§ PROBLEM: Check every line of the entries for "internal", and copy the lines that hold it.

§ WORKING DATA:
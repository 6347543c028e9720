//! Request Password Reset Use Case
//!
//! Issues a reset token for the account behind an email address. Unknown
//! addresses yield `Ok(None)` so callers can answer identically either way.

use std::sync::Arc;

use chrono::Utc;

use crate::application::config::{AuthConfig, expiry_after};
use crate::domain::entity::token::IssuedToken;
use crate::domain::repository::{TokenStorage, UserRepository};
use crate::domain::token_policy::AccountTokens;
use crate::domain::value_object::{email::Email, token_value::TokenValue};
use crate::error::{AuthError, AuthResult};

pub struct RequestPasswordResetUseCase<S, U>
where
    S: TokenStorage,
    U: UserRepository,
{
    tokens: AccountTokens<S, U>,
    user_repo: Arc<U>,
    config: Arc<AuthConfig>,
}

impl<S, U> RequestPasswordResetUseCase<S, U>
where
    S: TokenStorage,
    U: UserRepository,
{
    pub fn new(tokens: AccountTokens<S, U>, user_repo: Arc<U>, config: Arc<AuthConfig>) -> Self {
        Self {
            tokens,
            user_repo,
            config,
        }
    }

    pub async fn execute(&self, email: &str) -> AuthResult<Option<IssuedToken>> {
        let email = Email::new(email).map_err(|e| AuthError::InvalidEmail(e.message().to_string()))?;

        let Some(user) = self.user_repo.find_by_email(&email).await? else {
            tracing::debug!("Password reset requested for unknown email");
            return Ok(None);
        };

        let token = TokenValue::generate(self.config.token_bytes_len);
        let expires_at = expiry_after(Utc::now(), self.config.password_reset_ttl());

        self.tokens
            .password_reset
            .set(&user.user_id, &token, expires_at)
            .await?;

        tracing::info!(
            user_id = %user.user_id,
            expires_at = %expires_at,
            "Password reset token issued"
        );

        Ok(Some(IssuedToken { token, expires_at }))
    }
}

* * *

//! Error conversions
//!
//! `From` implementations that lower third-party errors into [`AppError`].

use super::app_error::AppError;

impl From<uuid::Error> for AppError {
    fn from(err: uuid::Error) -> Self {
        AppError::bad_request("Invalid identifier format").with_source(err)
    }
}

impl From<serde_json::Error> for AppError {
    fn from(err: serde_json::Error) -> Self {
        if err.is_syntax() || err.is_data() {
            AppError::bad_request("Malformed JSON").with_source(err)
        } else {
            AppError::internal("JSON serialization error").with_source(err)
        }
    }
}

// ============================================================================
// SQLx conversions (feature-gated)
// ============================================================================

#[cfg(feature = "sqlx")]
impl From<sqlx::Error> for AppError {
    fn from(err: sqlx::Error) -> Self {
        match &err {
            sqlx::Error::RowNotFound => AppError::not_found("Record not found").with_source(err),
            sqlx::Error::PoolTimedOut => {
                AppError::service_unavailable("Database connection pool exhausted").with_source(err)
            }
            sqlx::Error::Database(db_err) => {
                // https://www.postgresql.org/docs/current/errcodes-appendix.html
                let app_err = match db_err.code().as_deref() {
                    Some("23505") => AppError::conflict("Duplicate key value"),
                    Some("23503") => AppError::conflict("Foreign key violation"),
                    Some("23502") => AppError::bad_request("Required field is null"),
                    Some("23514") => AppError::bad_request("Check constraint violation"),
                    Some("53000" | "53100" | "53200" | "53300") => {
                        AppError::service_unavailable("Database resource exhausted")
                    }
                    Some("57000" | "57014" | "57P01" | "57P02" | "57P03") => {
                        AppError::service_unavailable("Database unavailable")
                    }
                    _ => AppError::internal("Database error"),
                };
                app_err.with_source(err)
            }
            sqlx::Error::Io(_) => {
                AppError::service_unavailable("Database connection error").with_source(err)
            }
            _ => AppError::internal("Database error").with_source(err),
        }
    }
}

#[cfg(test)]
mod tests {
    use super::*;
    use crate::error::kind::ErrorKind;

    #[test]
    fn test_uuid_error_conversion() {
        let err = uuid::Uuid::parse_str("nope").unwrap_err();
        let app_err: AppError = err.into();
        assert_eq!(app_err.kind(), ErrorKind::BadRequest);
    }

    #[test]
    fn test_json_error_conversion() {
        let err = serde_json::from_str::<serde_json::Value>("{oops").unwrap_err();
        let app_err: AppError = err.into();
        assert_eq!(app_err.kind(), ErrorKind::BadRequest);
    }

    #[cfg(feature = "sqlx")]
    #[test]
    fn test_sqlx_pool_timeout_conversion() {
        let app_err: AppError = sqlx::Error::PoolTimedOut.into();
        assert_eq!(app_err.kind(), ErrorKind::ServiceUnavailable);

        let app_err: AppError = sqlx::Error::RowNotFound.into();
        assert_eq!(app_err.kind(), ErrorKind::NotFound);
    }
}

§ SOLUTION TO THE PROBLEM:
            AppError::internal("JSON serialization error").with_source(err)
                    _ => AppError::internal("Database error"),
            _ => AppError::internal("Database error").with_source(err),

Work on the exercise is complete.